→ YOUR GOAL
State the number of lines with "TokenResponse" in the listing, leaving out everything else.

→ LISTED RECORDS

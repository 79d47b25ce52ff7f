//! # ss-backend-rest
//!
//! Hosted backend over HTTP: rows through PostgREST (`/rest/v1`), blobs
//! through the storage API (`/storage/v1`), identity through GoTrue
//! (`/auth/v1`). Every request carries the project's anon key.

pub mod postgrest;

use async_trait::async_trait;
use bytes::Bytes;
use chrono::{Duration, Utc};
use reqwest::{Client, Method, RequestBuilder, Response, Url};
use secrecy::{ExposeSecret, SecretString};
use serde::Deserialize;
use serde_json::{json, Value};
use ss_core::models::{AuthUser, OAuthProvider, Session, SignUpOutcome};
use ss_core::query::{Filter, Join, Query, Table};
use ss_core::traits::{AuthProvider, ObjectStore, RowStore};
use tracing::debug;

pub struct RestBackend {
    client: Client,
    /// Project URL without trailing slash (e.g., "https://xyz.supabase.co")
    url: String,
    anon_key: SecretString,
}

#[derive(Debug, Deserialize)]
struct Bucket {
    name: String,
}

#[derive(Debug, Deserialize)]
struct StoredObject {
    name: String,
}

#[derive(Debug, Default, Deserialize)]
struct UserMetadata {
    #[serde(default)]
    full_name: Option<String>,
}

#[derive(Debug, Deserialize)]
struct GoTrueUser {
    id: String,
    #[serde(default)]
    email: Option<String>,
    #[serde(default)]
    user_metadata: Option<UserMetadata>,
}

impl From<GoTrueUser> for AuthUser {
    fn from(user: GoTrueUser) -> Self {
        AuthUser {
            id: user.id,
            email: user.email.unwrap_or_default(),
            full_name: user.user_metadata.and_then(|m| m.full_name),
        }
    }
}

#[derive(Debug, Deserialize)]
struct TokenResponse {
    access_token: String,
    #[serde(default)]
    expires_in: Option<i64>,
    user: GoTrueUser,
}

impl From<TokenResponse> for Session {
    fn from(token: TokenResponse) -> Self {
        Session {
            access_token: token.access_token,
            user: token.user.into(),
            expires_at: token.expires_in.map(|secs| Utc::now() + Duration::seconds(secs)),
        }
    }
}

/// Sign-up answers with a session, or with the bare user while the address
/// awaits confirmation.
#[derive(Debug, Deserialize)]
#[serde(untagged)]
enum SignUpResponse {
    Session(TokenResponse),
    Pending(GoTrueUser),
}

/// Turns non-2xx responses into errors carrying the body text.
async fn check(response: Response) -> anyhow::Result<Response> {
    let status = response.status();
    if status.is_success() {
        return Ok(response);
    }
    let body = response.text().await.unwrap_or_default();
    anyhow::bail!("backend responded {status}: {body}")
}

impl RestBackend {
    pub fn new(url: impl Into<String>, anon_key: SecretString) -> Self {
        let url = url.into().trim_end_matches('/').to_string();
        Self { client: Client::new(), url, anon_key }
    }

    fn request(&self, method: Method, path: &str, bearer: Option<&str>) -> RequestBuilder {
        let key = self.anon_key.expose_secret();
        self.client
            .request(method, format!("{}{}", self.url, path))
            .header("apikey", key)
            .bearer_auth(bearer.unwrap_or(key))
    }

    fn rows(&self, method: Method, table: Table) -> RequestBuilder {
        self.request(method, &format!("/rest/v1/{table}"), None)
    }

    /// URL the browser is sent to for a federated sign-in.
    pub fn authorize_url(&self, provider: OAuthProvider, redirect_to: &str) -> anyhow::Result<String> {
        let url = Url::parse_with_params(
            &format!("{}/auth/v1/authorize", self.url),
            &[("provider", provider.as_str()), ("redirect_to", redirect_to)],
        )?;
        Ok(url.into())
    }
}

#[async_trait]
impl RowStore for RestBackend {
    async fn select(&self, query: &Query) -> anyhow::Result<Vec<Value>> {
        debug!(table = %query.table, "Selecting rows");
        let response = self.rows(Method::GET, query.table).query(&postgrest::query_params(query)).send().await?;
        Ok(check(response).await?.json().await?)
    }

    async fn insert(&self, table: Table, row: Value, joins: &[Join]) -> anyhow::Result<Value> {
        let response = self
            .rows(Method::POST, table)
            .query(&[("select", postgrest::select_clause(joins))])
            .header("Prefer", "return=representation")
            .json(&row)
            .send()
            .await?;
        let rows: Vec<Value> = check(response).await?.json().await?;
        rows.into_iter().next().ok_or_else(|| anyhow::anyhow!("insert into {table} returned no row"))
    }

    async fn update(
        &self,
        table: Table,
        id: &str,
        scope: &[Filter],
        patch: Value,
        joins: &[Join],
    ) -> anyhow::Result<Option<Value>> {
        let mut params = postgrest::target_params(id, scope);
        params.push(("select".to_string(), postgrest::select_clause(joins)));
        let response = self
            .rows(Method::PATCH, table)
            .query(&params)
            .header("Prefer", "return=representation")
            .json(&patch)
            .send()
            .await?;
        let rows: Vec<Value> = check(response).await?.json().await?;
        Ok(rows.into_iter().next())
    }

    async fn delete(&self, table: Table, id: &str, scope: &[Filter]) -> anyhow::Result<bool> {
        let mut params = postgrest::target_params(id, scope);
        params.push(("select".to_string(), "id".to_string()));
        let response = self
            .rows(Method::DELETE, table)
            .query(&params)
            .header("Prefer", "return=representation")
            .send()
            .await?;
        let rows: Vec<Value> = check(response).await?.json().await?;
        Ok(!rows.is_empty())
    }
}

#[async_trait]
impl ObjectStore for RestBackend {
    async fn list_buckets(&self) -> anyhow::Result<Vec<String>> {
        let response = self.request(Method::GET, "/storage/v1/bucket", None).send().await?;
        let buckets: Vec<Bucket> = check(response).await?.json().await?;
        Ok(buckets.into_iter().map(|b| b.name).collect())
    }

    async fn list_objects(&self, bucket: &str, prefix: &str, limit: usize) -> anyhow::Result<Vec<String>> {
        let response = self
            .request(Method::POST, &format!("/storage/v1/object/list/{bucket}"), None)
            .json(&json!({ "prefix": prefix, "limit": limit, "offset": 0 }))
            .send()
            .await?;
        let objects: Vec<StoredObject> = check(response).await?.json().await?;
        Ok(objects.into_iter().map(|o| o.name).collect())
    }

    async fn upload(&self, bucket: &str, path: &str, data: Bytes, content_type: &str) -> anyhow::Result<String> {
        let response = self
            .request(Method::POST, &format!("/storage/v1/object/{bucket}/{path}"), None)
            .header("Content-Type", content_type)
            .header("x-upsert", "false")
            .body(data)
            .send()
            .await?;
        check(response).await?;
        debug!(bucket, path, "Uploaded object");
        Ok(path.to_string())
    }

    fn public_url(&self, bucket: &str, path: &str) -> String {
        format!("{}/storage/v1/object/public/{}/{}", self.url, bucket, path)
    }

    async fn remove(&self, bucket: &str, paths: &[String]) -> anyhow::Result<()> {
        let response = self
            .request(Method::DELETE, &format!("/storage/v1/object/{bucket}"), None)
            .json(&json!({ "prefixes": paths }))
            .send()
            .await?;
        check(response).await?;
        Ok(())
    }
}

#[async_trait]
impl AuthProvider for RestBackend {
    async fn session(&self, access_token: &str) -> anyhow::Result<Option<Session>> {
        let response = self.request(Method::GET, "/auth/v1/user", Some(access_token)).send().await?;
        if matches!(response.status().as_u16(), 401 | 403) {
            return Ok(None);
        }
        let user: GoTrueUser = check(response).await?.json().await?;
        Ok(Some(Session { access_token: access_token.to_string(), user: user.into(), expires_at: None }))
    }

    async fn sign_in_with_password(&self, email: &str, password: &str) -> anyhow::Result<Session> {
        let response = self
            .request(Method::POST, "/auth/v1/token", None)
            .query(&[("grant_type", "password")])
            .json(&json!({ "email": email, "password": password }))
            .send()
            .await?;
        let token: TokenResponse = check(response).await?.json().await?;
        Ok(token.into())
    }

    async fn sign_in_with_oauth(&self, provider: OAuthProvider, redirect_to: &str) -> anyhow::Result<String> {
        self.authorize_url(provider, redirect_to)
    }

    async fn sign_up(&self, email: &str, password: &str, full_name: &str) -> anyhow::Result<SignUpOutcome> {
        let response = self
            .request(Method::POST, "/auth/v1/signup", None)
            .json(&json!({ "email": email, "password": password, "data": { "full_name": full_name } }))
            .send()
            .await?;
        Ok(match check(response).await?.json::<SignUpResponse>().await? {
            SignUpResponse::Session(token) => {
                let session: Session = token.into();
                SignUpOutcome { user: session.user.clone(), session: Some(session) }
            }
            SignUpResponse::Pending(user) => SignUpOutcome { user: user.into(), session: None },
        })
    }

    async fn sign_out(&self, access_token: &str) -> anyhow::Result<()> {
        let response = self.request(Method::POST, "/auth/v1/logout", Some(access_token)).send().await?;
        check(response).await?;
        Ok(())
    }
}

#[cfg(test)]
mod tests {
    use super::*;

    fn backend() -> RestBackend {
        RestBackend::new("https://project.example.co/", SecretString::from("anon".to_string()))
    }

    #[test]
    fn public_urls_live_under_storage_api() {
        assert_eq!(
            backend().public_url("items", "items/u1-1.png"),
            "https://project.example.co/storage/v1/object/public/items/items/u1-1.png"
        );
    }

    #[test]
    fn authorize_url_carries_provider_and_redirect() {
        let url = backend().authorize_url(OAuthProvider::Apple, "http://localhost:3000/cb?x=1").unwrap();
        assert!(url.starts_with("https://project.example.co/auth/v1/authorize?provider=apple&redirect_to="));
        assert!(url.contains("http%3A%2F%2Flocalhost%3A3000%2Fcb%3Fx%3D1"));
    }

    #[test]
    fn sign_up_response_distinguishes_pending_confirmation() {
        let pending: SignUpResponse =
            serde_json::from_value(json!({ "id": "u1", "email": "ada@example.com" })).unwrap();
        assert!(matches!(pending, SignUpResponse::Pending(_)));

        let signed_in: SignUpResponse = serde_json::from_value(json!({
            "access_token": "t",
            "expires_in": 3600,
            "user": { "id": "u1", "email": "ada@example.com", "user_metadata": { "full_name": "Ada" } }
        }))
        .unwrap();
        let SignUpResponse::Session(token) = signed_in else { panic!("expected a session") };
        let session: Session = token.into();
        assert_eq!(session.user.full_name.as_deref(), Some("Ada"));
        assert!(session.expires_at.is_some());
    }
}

---

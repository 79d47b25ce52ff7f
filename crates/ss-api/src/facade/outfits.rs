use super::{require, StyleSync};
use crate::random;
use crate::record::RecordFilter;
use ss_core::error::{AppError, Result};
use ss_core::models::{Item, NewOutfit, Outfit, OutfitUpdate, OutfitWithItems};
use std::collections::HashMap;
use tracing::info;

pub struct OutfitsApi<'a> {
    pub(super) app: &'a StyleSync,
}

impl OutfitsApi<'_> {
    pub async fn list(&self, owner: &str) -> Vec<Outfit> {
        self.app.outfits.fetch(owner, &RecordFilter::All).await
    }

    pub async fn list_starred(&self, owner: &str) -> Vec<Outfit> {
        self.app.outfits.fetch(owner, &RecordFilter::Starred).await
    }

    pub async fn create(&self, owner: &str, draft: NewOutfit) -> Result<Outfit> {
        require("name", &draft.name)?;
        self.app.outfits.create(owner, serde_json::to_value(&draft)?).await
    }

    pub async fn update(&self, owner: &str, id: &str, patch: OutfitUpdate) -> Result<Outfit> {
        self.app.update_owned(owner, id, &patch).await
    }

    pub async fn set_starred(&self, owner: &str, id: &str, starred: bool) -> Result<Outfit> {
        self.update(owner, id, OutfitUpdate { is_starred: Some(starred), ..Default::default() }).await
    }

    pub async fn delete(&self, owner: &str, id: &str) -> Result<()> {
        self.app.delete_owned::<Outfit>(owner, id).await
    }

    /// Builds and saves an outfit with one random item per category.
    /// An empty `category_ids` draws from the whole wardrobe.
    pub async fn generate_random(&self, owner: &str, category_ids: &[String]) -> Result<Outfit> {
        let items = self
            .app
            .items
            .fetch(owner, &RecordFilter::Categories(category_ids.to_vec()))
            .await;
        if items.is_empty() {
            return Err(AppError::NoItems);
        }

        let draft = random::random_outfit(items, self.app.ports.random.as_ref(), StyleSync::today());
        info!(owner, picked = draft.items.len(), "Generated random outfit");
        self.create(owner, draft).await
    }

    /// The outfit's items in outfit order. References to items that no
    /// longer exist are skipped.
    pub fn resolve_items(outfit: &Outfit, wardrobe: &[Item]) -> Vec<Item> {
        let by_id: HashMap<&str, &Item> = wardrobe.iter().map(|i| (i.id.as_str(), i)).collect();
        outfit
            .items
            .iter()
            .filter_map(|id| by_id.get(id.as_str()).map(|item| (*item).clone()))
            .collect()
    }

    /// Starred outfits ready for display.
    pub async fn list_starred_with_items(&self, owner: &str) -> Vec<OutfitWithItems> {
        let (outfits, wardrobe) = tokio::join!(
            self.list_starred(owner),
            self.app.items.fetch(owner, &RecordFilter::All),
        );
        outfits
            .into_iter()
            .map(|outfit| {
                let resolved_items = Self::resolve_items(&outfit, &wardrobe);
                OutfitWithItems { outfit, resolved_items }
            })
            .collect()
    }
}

→ PROBLEM SOLUTION
5